Selon des sources de Bloomberg du 5 mars, l'Union européenne (UE) pourrait allouer un budget pour soutenir directement ou envoyer des experts techniques afin de restaurer la branche sud du gazoduc Druzhba - le plus grand système de transport de pétrole brut au monde reliant la Russie à la branche sud traversant le territoire ukrainien, fournissant du pétrole directement aux raffineries en Hongrie et en Slovaquie.

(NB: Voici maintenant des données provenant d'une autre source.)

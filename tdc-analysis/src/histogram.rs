// TDC Toolkit
// Copyright (c) 2026 The TDC Toolkit Developers.
//
// This Source Code Form is subject to the terms of the Mozilla Public
// License, v. 2.0. If a copy of the MPL was not distributed with this
// file, You can obtain one at https://mozilla.org/MPL/2.0/.

//! The delay histogrammer: accumulates, for a base channel and one
//! or more target channels, the distribution of arrival-time
//! differences between adjacent `(base, target)` pairs, and extracts a
//! dominant-bin peak window for auto-windowing.
//!
//! Slides a one-event lag over an arrival-ordered slice and bins the
//! qualifying differences, without a dataframe engine.

use tdc_core::Event;

/// Default histogram bounds and resolution.
pub const DEFAULT_MIN_DELAY_PS: u64 = 0;
pub const DEFAULT_MAX_DELAY_PS: u64 = 1_500;
pub const DEFAULT_BIN_COUNT: usize = 1_000;

/// Default half-width used when extracting a peak window.
pub const DEFAULT_PEAK_HALF_WIDTH_PS: u64 = 50;

/// A linear-binned histogram of `base -> target` arrival-time
/// differences over `[min_delay_ps, max_delay_ps)`.
pub struct DelayHistogram {
    base: u8,
    target: u8,
    min_delay_ps: u64,
    max_delay_ps: u64,
    bins: Vec<u64>,
}

impl DelayHistogram {
    pub fn new(base: u8, target: u8, min_delay_ps: u64, max_delay_ps: u64, bin_count: usize) -> Self {
        DelayHistogram { base, target, min_delay_ps, max_delay_ps, bins: vec![0; bin_count.max(1)] }
    }

    fn bin_width(&self) -> f64 {
        (self.max_delay_ps - self.min_delay_ps) as f64 / self.bins.len() as f64
    }

    /// Indexes the bin `delay_ps` falls into, or `None` if it is outside
    /// `[min_delay_ps, max_delay_ps)`.
    fn bin_index(&self, delay_ps: u64) -> Option<usize> {
        if delay_ps < self.min_delay_ps || delay_ps >= self.max_delay_ps {
            return None;
        }
        let width = self.bin_width();
        let idx = ((delay_ps - self.min_delay_ps) as f64 / width).floor() as usize;
        Some(idx.min(self.bins.len() - 1))
    }

    /// Feeds one arrival-ordered slice of events: for every adjacent pair
    /// `(e, e_next)` with `e.channel == base` and `e_next.channel ==
    /// target`, bins `delta = e_next.timestamp_ps - e.timestamp_ps` when
    /// it falls strictly inside `(min_delay_ps, max_delay_ps)`.
    pub fn accumulate(&mut self, events: &[Event]) {
        for pair in events.windows(2) {
            let (e, e_next) = (pair[0], pair[1]);
            if e.channel != self.base || e_next.channel != self.target {
                continue;
            }
            if e_next.timestamp_ps < e.timestamp_ps {
                continue;
            }
            let delta = e_next.timestamp_ps - e.timestamp_ps;
            if delta <= self.min_delay_ps || delta >= self.max_delay_ps {
                continue;
            }
            if let Some(idx) = self.bin_index(delta) {
                self.bins[idx] += 1;
            }
        }
    }

    pub fn bins(&self) -> &[u64] {
        &self.bins
    }

    /// The bin with the highest count, ties broken by lowest bin index.
    /// `None` if every bin is empty.
    pub fn argmax_bin(&self) -> Option<usize> {
        self.bins
            .iter()
            .enumerate()
            .max_by(|(a_idx, a_count), (b_idx, b_count)| {
                a_count.cmp(b_count).then(b_idx.cmp(a_idx))
            })
            .filter(|(_, count)| **count > 0)
            .map(|(idx, _)| idx)
    }

    /// The `[start, end)` picosecond bounds of bin `idx`.
    pub fn bin_bounds(&self, idx: usize) -> (f64, f64) {
        let width = self.bin_width();
        let start = self.min_delay_ps as f64 + idx as f64 * width;
        (start, start + width)
    }
}

/// Computes the dominant-bin peak window `[center - half_width, center +
/// half_width]` for the `(from, to)` channel pair over `events`, using
/// the dataset's own observed min/max delay as the histogram's bounds.
/// Returns `None` if no qualifying pair exists.
pub fn extract_peak(
    events: &[Event],
    from: u8,
    to: u8,
    half_width_ps: u64,
    bin_count: usize,
) -> Option<(i64, i64)> {
    let mut deltas = Vec::new();
    for pair in events.windows(2) {
        let (e, e_next) = (pair[0], pair[1]);
        if e.channel == from && e_next.channel == to && e_next.timestamp_ps >= e.timestamp_ps {
            deltas.push(e_next.timestamp_ps - e.timestamp_ps);
        }
    }

    let min_delay = *deltas.iter().min()?;
    let max_delay = *deltas.iter().max()?;
    if min_delay == max_delay {
        let center = min_delay as i64;
        return Some((center - half_width_ps as i64, center + half_width_ps as i64));
    }

    let mut histogram = DelayHistogram::new(from, to, min_delay, max_delay + 1, bin_count);
    // Re-run accumulation with the dataset-derived bounds rather than the
    // default fixed window.
    for &delta in &deltas {
        if delta > histogram.min_delay_ps && delta < histogram.max_delay_ps {
            if let Some(idx) = histogram.bin_index(delta) {
                histogram.bins[idx] += 1;
            }
        }
    }

    let peak_idx = histogram.argmax_bin()?;
    let (start, end) = histogram.bin_bounds(peak_idx);
    let center = ((start + end) / 2.0).round() as i64;
    Some((center - half_width_ps as i64, center + half_width_ps as i64))
}

#[cfg(test)]
mod tests {
    use super::*;

    #[test]
    fn accumulates_only_matching_adjacent_base_target_pairs() {
        let events = vec![
            Event::new(0, 100),
            Event::new(1, 150), // delta 50, base(0) -> target(1)
            Event::new(2, 200), // base(1) -> target(2): does not match base channel
            Event::new(0, 300),
            Event::new(1, 340), // delta 40
        ];

        let mut hist = DelayHistogram::new(0, 1, 0, 1_500, 1_000);
        hist.accumulate(&events);

        assert_eq!(hist.bins().iter().sum::<u64>(), 2);
    }

    #[test]
    fn deltas_outside_bounds_are_excluded() {
        let events = vec![Event::new(0, 0), Event::new(1, 2_000)];
        let mut hist = DelayHistogram::new(0, 1, 0, 1_500, 1_000);
        hist.accumulate(&events);
        assert_eq!(hist.bins().iter().sum::<u64>(), 0);
    }

    #[test]
    fn argmax_breaks_ties_by_lowest_bin_index() {
        let mut hist = DelayHistogram::new(0, 1, 0, 10, 5);
        hist.bins = vec![3, 3, 1, 0, 0];
        assert_eq!(hist.argmax_bin(), Some(0));
    }

    #[test]
    fn empty_histogram_has_no_peak() {
        let hist = DelayHistogram::new(0, 1, 0, 1_500, 1_000);
        assert_eq!(hist.argmax_bin(), None);
    }

    #[test]
    fn extract_peak_centers_the_window_on_the_dominant_delay() {
        let mut events = vec![Event::new(0, 0)];
        // Three events at delta=100, one outlier at delta=900: the peak
        // bin should land on 100.
        for i in 0..3 {
            events.push(Event::new(0, i * 1_000));
            events.push(Event::new(1, i * 1_000 + 100));
        }
        events.push(Event::new(0, 10_000));
        events.push(Event::new(1, 10_900));

        let (start, end) = extract_peak(&events, 0, 1, 50, 1_000).unwrap();
        assert!(start <= 100 && 100 <= end, "expected peak window to bracket 100, got ({start}, {end})");
    }

    #[test]
    fn extract_peak_is_none_with_no_qualifying_pairs() {
        let events = vec![Event::new(0, 0), Event::new(2, 10)];
        assert_eq!(extract_peak(&events, 0, 1, 50, 1_000), None);
    }
}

Il s'agit d'une solution technique visant à répondre aux revendications de la Hongrie et de la Slovaquie - deux pays qui bloquent un prêt d'environ 98,1 milliards de dollars pour l'Ukraine. La Hongrie affirme qu'elle n'approuvera pas cette aide ni les nouvelles sanctions visant la Russie tant que le flux de pétrole brut via ce pipeline n'aura pas été rétabli.
Le nœud du problème réside dans la position résolue du président ukrainien Volodymyr Zelenskiy. S'exprimant à Kiev, il a affirmé qu'il ne voulait pas restaurer le flux car il s'agit d'une source de revenus directe pour aider la Russie à financer le conflit.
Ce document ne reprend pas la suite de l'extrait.